(Dataset entries begins)
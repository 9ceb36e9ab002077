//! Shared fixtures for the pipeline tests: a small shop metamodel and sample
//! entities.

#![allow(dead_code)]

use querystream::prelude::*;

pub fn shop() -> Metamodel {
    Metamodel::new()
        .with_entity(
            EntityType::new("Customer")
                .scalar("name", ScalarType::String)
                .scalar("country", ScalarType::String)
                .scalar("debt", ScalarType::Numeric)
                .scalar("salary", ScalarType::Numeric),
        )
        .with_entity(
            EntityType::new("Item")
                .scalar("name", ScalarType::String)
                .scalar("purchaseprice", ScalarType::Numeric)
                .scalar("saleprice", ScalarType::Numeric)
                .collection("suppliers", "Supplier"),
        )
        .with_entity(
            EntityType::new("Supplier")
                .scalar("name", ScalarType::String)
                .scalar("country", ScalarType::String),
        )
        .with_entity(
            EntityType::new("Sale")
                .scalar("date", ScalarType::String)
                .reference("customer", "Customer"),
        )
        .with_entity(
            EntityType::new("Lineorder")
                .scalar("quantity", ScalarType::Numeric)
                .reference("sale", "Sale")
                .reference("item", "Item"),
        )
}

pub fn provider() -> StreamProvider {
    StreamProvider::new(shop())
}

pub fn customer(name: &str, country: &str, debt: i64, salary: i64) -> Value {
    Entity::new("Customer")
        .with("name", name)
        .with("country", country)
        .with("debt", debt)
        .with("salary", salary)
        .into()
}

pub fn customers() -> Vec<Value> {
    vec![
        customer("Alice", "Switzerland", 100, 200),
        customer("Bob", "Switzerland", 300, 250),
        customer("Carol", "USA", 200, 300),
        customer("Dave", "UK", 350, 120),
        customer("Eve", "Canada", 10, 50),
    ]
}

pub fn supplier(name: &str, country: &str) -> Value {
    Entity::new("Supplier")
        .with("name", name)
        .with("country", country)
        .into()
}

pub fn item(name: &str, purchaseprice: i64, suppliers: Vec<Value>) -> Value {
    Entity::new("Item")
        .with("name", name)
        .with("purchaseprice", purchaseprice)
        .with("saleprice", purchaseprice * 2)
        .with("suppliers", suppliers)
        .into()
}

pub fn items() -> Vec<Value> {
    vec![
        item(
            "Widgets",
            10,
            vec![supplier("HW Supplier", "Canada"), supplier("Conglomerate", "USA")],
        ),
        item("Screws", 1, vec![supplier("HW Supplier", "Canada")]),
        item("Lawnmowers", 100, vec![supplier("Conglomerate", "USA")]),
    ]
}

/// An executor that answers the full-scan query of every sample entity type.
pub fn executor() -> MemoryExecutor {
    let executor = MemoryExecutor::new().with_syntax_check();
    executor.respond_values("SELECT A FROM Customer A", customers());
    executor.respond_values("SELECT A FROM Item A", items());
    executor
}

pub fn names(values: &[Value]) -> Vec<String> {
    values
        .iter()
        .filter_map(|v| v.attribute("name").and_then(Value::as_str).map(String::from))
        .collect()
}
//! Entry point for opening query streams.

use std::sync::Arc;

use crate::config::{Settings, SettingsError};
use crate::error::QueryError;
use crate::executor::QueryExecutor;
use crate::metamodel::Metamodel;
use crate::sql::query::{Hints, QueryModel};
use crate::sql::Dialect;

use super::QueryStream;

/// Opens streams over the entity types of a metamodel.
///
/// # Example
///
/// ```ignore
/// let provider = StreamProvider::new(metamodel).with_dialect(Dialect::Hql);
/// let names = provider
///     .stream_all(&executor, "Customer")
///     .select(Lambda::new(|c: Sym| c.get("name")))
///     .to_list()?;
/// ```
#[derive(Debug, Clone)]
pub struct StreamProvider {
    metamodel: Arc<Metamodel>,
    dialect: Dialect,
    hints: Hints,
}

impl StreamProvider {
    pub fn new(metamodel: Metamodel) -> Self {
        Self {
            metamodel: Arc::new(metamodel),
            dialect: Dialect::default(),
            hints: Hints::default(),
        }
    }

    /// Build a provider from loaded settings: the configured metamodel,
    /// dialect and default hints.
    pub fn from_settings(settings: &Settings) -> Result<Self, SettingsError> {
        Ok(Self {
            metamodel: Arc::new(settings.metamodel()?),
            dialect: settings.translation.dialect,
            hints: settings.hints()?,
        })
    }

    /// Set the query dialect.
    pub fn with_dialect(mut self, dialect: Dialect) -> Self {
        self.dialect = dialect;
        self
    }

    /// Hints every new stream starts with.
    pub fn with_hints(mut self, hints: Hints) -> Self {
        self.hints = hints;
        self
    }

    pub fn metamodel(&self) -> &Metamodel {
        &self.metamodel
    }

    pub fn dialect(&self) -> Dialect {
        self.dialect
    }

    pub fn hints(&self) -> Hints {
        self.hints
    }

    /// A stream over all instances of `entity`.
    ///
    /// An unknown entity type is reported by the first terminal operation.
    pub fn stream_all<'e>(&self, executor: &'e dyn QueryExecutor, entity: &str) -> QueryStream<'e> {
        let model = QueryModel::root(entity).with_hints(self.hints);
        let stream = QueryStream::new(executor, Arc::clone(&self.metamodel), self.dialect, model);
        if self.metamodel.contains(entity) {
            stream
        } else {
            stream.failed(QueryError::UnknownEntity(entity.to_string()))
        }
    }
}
(Dataset entries ends)
Task to complete: Each line of the listing is to be reproduced verbatim.

Written response:
repository 9ceb36e9ab002077
//! Shared fixtures for the pipeline tests: a small shop metamodel and sample
//! entities.

#![allow(dead_code)]

use querystream::prelude::*;

pub fn shop() -> Metamodel {
    Metamodel::new()
        .with_entity(
            EntityType::new("Customer")
                .scalar("name", ScalarType::String)
                .scalar("country", ScalarType::String)
                .scalar("debt", ScalarType::Numeric)
                .scalar("salary", ScalarType::Numeric),
        )
        .with_entity(
            EntityType::new("Item")
                .scalar("name", ScalarType::String)
                .scalar("purchaseprice", ScalarType::Numeric)
                .scalar("saleprice", ScalarType::Numeric)
                .collection("suppliers", "Supplier"),
        )
        .with_entity(
            EntityType::new("Supplier")
                .scalar("name", ScalarType::String)
                .scalar("country", ScalarType::String),
        )
        .with_entity(
            EntityType::new("Sale")
                .scalar("date", ScalarType::String)
                .reference("customer", "Customer"),
        )
        .with_entity(
            EntityType::new("Lineorder")
                .scalar("quantity", ScalarType::Numeric)
                .reference("sale", "Sale")
                .reference("item", "Item"),
        )
}

pub fn provider() -> StreamProvider {
    StreamProvider::new(shop())
}

pub fn customer(name: &str, country: &str, debt: i64, salary: i64) -> Value {
    Entity::new("Customer")
        .with("name", name)
        .with("country", country)
        .with("debt", debt)
        .with("salary", salary)
        .into()
}

pub fn customers() -> Vec<Value> {
    vec![
        customer("Alice", "Switzerland", 100, 200),
        customer("Bob", "Switzerland", 300, 250),
        customer("Carol", "USA", 200, 300),
        customer("Dave", "UK", 350, 120),
        customer("Eve", "Canada", 10, 50),
    ]
}

pub fn supplier(name: &str, country: &str) -> Value {
    Entity::new("Supplier")
        .with("name", name)
        .with("country", country)
        .into()
}

pub fn item(name: &str, purchaseprice: i64, suppliers: Vec<Value>) -> Value {
    Entity::new("Item")
        .with("name", name)
        .with("purchaseprice", purchaseprice)
        .with("saleprice", purchaseprice * 2)
        .with("suppliers", suppliers)
        .into()
}

pub fn items() -> Vec<Value> {
    vec![
        item(
            "Widgets",
            10,
            vec![supplier("HW Supplier", "Canada"), supplier("Conglomerate", "USA")],
        ),
        item("Screws", 1, vec![supplier("HW Supplier", "Canada")]),
        item("Lawnmowers", 100, vec![supplier("Conglomerate", "USA")]),
    ]
}

/// An executor that answers the full-scan query of every sample entity type.
pub fn executor() -> MemoryExecutor {
    let executor = MemoryExecutor::new().with_syntax_check();
    executor.respond_values("SELECT A FROM Customer A", customers());
    executor.respond_values("SELECT A FROM Item A", items());
    executor
}

pub fn names(values: &[Value]) -> Vec<String> {
    values
        .iter()
        .filter_map(|v| v.attribute("name").and_then(Value::as_str).map(String::from))
        .collect()
}
//! Entry point for opening query streams.

use std::sync::Arc;

use crate::config::{Settings, SettingsError};
use crate::error::QueryError;
use crate::executor::QueryExecutor;
use crate::metamodel::Metamodel;
use crate::sql::query::{Hints, QueryModel};
use crate::sql::Dialect;

use super::QueryStream;

/// Opens streams over the entity types of a metamodel.
///
/// # Example
///
/// ```ignore
/// let provider = StreamProvider::new(metamodel).with_dialect(Dialect::Hql);
/// let names = provider
///     .stream_all(&executor, "Customer")
///     .select(Lambda::new(|c: Sym| c.get("name")))
///     .to_list()?;
/// ```
#[derive(Debug, Clone)]
pub struct StreamProvider {
    metamodel: Arc<Metamodel>,
    dialect: Dialect,
    hints: Hints,
}

impl StreamProvider {
    pub fn new(metamodel: Metamodel) -> Self {
        Self {
            metamodel: Arc::new(metamodel),
            dialect: Dialect::default(),
            hints: Hints::default(),
        }
    }

    /// Build a provider from loaded settings: the configured metamodel,
    /// dialect and default hints.
    pub fn from_settings(settings: &Settings) -> Result<Self, SettingsError> {
        Ok(Self {
            metamodel: Arc::new(settings.metamodel()?),
            dialect: settings.translation.dialect,
            hints: settings.hints()?,
        })
    }

    /// Set the query dialect.
    pub fn with_dialect(mut self, dialect: Dialect) -> Self {
        self.dialect = dialect;
        self
    }

    /// Hints every new stream starts with.
    pub fn with_hints(mut self, hints: Hints) -> Self {
        self.hints = hints;
        self
    }

    pub fn metamodel(&self) -> &Metamodel {
        &self.metamodel
    }

    pub fn dialect(&self) -> Dialect {
        self.dialect
    }

    pub fn hints(&self) -> Hints {
        self.hints
    }

    /// A stream over all instances of `entity`.
    ///
    /// An unknown entity type is reported by the first terminal operation.
    pub fn stream_all<'e>(&self, executor: &'e dyn QueryExecutor, entity: &str) -> QueryStream<'e> {
        let model = QueryModel::root(entity).with_hints(self.hints);
        let stream = QueryStream::new(executor, Arc::clone(&self.metamodel), self.dialect, model);
        if self.metamodel.contains(entity) {
            stream
        } else {
            stream.failed(QueryError::UnknownEntity(entity.to_string()))
        }
    }
}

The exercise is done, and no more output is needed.